Travellers' diarrhoea is usually a mild disease, though severe fluid and electrolyte disturbance may occur. Treatment is to replace fluid loss with a suitable oral solution; in severe cases parenteral replacement therapy may be required.

Travellers should preferably go prepared with commercial sachets of replacement sugar and salt which can be made up with freshly boiled or bottled water when needed. An alternative is to dissolve one teaspoon of sugar and a pinch of salt in a glass or mug (about 250ml) of freshly boiled or bottled water, flavoured to taste with fresh orange juice.

The sufferer should continue to eat what he/she feels like - food shortens the illness and lessens fluid loss.

Antimotility drugs may give symptomatic relief but should not be given to children or if there is fever.

Medical help should be sought if any one or more of the following occur:


  •   there is blood in the faeces


  •   the illness is accompanied by fever


  •   the affected person becomes confused


  •   the diarrhoea does not settle within 72 hours (24 hours for small children and the elderly)

Antibiotic prophylaxis is only occasionally appropriate for travellers' diarrhoea for those in whom the effects of the illness would be serious. Alternatively, for these travellers, antibiotics may be carried for immediate self treatment until medical help can be obtained.

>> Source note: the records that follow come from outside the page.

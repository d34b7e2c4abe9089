use anyhow::{Context, Result};
use log::info;
use rusqlite::Connection;
use serde::Deserialize;

use crate::database::{self, Film, FilmFields};
use crate::domain::rules;
use crate::errors::{AppError, AppResult};

const SEED_FILMS_JSON: &str = include_str!("../../data/films_2025.json");

#[derive(Debug, Deserialize)]
struct SeedFilm {
    title: String,
    director: String,
    year: i64,
    #[serde(default)]
    genre: String,
    #[serde(default)]
    country: String,
    #[serde(default)]
    tmdb_id: Option<i64>,
    #[serde(default)]
    poster_url: String,
}

impl From<SeedFilm> for FilmFields {
    fn from(seed: SeedFilm) -> Self {
        FilmFields {
            title: seed.title,
            director: seed.director,
            year: seed.year,
            genre: seed.genre,
            country: seed.country,
            tmdb_id: seed.tmdb_id,
            poster_url: seed.poster_url,
        }
    }
}

/// Trims text fields and checks the required ones.
pub fn normalize(fields: FilmFields) -> AppResult<FilmFields> {
    let title = rules::check_not_blank("title", &fields.title)?.to_string();
    let director = rules::check_not_blank("director", &fields.director)?.to_string();
    let year = rules::check_year(fields.year)?;
    if let Some(tmdb_id) = fields.tmdb_id.filter(|id| *id <= 0) {
        return Err(AppError::validation(format!("tmdb_id {tmdb_id} must be positive")));
    }

    Ok(FilmFields {
        title,
        director,
        year,
        genre: fields.genre.trim().to_string(),
        country: fields.country.trim().to_string(),
        tmdb_id: fields.tmdb_id,
        poster_url: fields.poster_url.trim().to_string(),
    })
}

pub fn create_film(conn: &Connection, fields: FilmFields) -> AppResult<Film> {
    let fields = normalize(fields)?;
    let film = database::films::insert_film(conn, &fields).map_err(tmdb_conflict)?;
    info!("Added film {} '{}' ({})", film.id, film.title, film.decade);
    Ok(film)
}

pub fn update_film(conn: &Connection, id: i64, fields: FilmFields) -> AppResult<Film> {
    let fields = normalize(fields)?;
    database::films::update_film(conn, id, &fields)
        .map_err(tmdb_conflict)?
        .ok_or_else(|| AppError::not_found("Film not found."))
}

fn tmdb_conflict(err: anyhow::Error) -> AppError {
    match AppError::from(err) {
        AppError::Conflict(_) => AppError::Conflict("A film with this tmdb_id already exists.".to_string()),
        other => other,
    }
}

/// Loads the bundled release catalog, skipping films already present.
pub struct CatalogService;

impl CatalogService {
    pub fn new() -> Self {
        Self
    }

    pub fn seed(&self, conn: &mut Connection) -> Result<usize> {
        info!("=== Seeding Film Catalog ===");

        let films = self.load_seed_films()?;
        info!("  → Loaded {} films from bundled catalog", films.len());

        let tx = conn.transaction().context("Failed to start seed transaction")?;
        let mut inserted = 0;
        for seed in films {
            if database::films::find_by_title_and_year(&tx, &seed.title, seed.year)?.is_some() {
                continue;
            }
            let film = database::films::insert_film(&tx, &FilmFields::from(seed))?;
            info!("  ✓ Created: {}", film.title);
            inserted += 1;
        }
        tx.commit().context("Failed to commit seeded films")?;

        info!("=== Seeding Complete: {} new films ===", inserted);
        Ok(inserted)
    }

    fn load_seed_films(&self) -> Result<Vec<SeedFilm>> {
        serde_json::from_str(SEED_FILMS_JSON).context("Failed to parse bundled film catalog")
    }
}

impl Default for CatalogService {
    fn default() -> Self {
        Self::new()
    }
}
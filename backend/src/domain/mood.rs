use serde::{Deserialize, Serialize};
use std::fmt;
use std::str::FromStr;

/// How the viewer felt while watching. Persisted as its short code.
#[derive(Debug, Clone, Copy, PartialEq, Eq, Hash, Serialize, Deserialize)]
#[serde(rename_all = "lowercase")]
pub enum Mood {
    Warm,
    Melancholy,
    Thrilled,
    Reflective,
    Joyful,
    Unsettled,
    Dreamy,
    Profound,
}

impl Mood {
    pub const ALL: [Mood; 8] = [
        Mood::Warm,
        Mood::Melancholy,
        Mood::Thrilled,
        Mood::Reflective,
        Mood::Joyful,
        Mood::Unsettled,
        Mood::Dreamy,
        Mood::Profound,
    ];

    pub fn as_str(&self) -> &'static str {
        match self {
            Mood::Warm => "warm",
            Mood::Melancholy => "melancholy",
            Mood::Thrilled => "thrilled",
            Mood::Reflective => "reflective",
            Mood::Joyful => "joyful",
            Mood::Unsettled => "unsettled",
            Mood::Dreamy => "dreamy",
            Mood::Profound => "profound",
        }
    }

    /// Blank input means "no mood recorded".
    pub fn parse_optional(raw: Option<&str>) -> Result<Option<Mood>, UnknownMood> {
        match raw.map(str::trim) {
            None | Some("") => Ok(None),
            Some(code) => code.parse().map(Some),
        }
    }
}

impl fmt::Display for Mood {
    fn fmt(&self, f: &mut fmt::Formatter<'_>) -> fmt::Result {
        f.write_str(self.as_str())
    }
}

#[derive(Debug, Clone, PartialEq, Eq, thiserror::Error)]
#[error("unknown mood: {0}")]
pub struct UnknownMood(pub String);

impl FromStr for Mood {
    type Err = UnknownMood;

    fn from_str(s: &str) -> Result<Self, Self::Err> {
        Mood::ALL
            .into_iter()
            .find(|mood| mood.as_str() == s)
            .ok_or_else(|| UnknownMood(s.to_string()))
    }
}
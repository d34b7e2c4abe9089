use std::cmp::Ordering;

/// One rubric rating joined with the category it scores.
#[derive(Debug, Clone, PartialEq)]
pub struct WeightedRating {
    pub rubric_id: i64,
    pub rating: i64,
    pub weight: i64,
}

#[derive(Debug)]
struct RubricGroup {
    rubric_id: i64,
    total_weighted: i64,
    total_weight: i64,
}

/// `sum(rating * weight) / sum(weight)` per rubric, rounded to one decimal.
///
/// Ratings may span several rubrics. Groups keep the order in which their first
/// rating arrives and the first group with positive weight is returned.
pub fn weighted_score(ratings: &[WeightedRating]) -> Option<f64> {
    let mut groups: Vec<RubricGroup> = Vec::new();

    for rating in ratings {
        let position = match groups.iter().position(|g| g.rubric_id == rating.rubric_id) {
            Some(position) => position,
            None => {
                groups.push(RubricGroup {
                    rubric_id: rating.rubric_id,
                    total_weighted: 0,
                    total_weight: 0,
                });
                groups.len() - 1
            }
        };
        let group = &mut groups[position];
        group.total_weighted += rating.rating * rating.weight;
        group.total_weight += rating.weight;
    }

    groups
        .iter()
        .find(|g| g.total_weight > 0)
        .map(|g| round_to_tenth(g.total_weighted, g.total_weight))
}

/// Rounds `numerator / denominator` to one decimal the way `round(x, 1)` does
/// on the nearest double: the binary value is compared exactly against the
/// halfway point and exact ties go to the even tenth.
fn round_to_tenth(numerator: i64, denominator: i64) -> f64 {
    let value = numerator as f64 / denominator as f64;
    let scaled = i128::from(numerator) * 10;
    let denominator = i128::from(denominator);
    let tenths = scaled.div_euclid(denominator);

    if scaled.rem_euclid(denominator) == 0 {
        return tenths as f64 / 10.0;
    }

    // Halfway between `tenths` and `tenths + 1` is (2 * tenths + 1) / 20.
    let rounded = match compare_exact(value, 2 * tenths + 1, 20) {
        Ordering::Less => tenths,
        Ordering::Greater => tenths + 1,
        Ordering::Equal if tenths % 2 == 0 => tenths,
        Ordering::Equal => tenths + 1,
    };
    rounded as f64 / 10.0
}

/// Compares a finite, non-negative double with `numerator / denominator`
/// without any intermediate rounding.
fn compare_exact(value: f64, numerator: i128, denominator: i128) -> Ordering {
    let bits = value.to_bits();
    let exponent_bits = ((bits >> 52) & 0x7ff) as i32;
    let fraction = (bits & ((1u64 << 52) - 1)) as i128;
    let (mantissa, exponent) = if exponent_bits == 0 {
        (fraction, -1074)
    } else {
        (fraction | (1i128 << 52), exponent_bits - 1075)
    };

    // value = mantissa * 2^exponent
    if exponent >= 0 {
        return (mantissa * denominator)
            .checked_shl(exponent as u32)
            .map_or(Ordering::Greater, |lhs| lhs.cmp(&numerator));
    }
    let shift = (-exponent) as u32;
    if shift > 64 {
        // mantissa * denominator stays below 2^60, numerator << 64 does not.
        return if numerator > 0 { Ordering::Less } else { (mantissa * denominator).cmp(&0) };
    }
    (mantissa * denominator).cmp(&(numerator << shift))
}

#[cfg(test)]
mod tests {
    use super::*;

    fn rated(rubric_id: i64, rating: i64, weight: i64) -> WeightedRating {
        WeightedRating { rubric_id, rating, weight }
    }

    #[test]
    fn test_weighted_score_calculation() {
        // (10*40 + 8*30) / 70 = 9.142...
        let score = weighted_score(&[rated(1, 10, 40), rated(1, 8, 30)]);
        assert_eq!(score, Some(9.1));
    }

    #[test]
    fn test_no_ratings_means_no_score() {
        assert_eq!(weighted_score(&[]), None);
    }

    #[test]
    fn test_full_rubric() {
        let score = weighted_score(&[rated(3, 7, 50), rated(3, 9, 25), rated(3, 4, 25)]);
        assert_eq!(score, Some(6.8));
    }

    #[test]
    fn test_exact_ties_round_to_even() {
        // 250 / 40 = 6.25
        assert_eq!(weighted_score(&[rated(1, 4, 10), rated(1, 7, 30)]), Some(6.2));
        // 330 / 40 = 8.25
        assert_eq!(weighted_score(&[rated(1, 8, 30), rated(1, 9, 10)]), Some(8.2));
        // 270 / 40 = 6.75
        assert_eq!(weighted_score(&[rated(1, 6, 30), rated(1, 9, 10)]), Some(6.8));
    }

    #[test]
    fn test_near_ties_follow_the_stored_double() {
        // 127 / 20 is stored just below 6.35.
        assert_eq!(weighted_score(&[rated(1, 6, 13), rated(1, 7, 7)]), Some(6.3));
        // 129 / 20 is stored just above 6.45.
        assert_eq!(weighted_score(&[rated(1, 6, 11), rated(1, 7, 9)]), Some(6.5));
    }

    #[test]
    fn test_first_rubric_group_wins() {
        let ratings = [rated(2, 4, 20), rated(1, 10, 50), rated(2, 6, 20)];
        assert_eq!(weighted_score(&ratings), Some(5.0));
    }

    #[test]
    fn test_zero_weight_group_is_skipped() {
        let ratings = [rated(2, 4, 0), rated(1, 9, 10)];
        assert_eq!(weighted_score(&ratings), Some(9.0));
    }
}
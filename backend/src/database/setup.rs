use anyhow::{Context, Result};
use rusqlite::Connection;

const SCHEMA_SQL: &str = include_str!("schema.sql");
const DROP_SQL: &str = include_str!("drop.sql");

/// Creates any missing tables and indexes. Safe to run on every start.
pub fn initialize_schema(conn: &Connection) -> Result<()> {
    run_script(conn, SCHEMA_SQL)?;
    log::info!("Database schema ready");
    Ok(())
}

pub fn reset_database(conn: &Connection) -> Result<()> {
    run_script(conn, DROP_SQL)?;
    run_script(conn, SCHEMA_SQL)?;
    log::info!("Database schema reset successfully");
    Ok(())
}

fn run_script(conn: &Connection, script: &str) -> Result<()> {
    let statements = split_sql_statements(script);

    for (idx, statement) in statements.iter().enumerate() {
        execute_sql(conn, statement)
            .with_context(|| format!("Failed to execute statement {}", idx + 1))?;
    }
    Ok(())
}

fn split_sql_statements(sql: &str) -> Vec<String> {
    sql.split(';')
        .map(|s| s.trim().to_string())
        .filter(|s| !s.is_empty())
        .collect()
}

fn execute_sql(conn: &Connection, sql: &str) -> Result<()> {
    conn.execute(sql, [])
        .context("Failed to execute SQL statement")
        .map(|_| ())
}

#[cfg(test)]
pub(crate) fn test_connection() -> Connection {
    let conn = Connection::open_in_memory().expect("in-memory database");
    super::connection::configure(&conn).expect("configure connection");
    initialize_schema(&conn).expect("schema");
    conn
}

In travellers without intercurrent disease, self therapy with antibiotics (e.g. ciprofloxacin) is not routinely recommended, although it may shorten the symptoms. If such medication is being prescribed it should be understood by the traveller that travellers' diarrhoea is essentially a self limiting disease, and whilst treatment is usually successful and trouble free, it could produce side effects, complicate the diagnosis and encourage the development of antibiotic resistance. A shortened course of ciprofloxacin is usually effective and should minimise the above disadvantages, but it should be remembered that extensive use of ciprofloxacin will mean it rapidly becomes ineffective worldwide. Ciprofloxacin should not be prescribed for children.

5.4  Rules for eating and drinking safely

Travellers should be reminded of the precautions they can take to eat and drink safely:

Eat and drink safely

Always wash your hands after going to the lavatory, before handling food and before eating.

If you have any doubts about the water available for drinking, washing food or cleaning teeth, boil it, sterilise it with disinfecting tablets or use bottled water - preferably carbonated with gas - in sealed containers.

Avoid ice unless you are sure it is made from treated or chlorinated water. This includes ice used to keep food cool as well as ice in drinks.

It is usually safe to drink hot tea or coffee, wine, beer, carbonated water and soft drinks, and packaged or bottled fruit juices.

Food may be contaminated even though it looks, smells and tastes perfectly normal, so avoid:
  •   salads
  •   uncooked fruit and vegetables, unless you can peel or shell them yourself
  •   food which has been kept warm
  •   food likely to have been exposed to flies
  •   dishes containing uncooked egg
  •   ice cream from unreliable sources, such as kiosks or itinerant traders
  •   shellfish, especially if uncooked
  •   unpasteurised dairy produce
  •   food from street traders unless you are sure it is freshly prepared and hot
Eat freshly cooked food which is thoroughly cooked and still piping hot.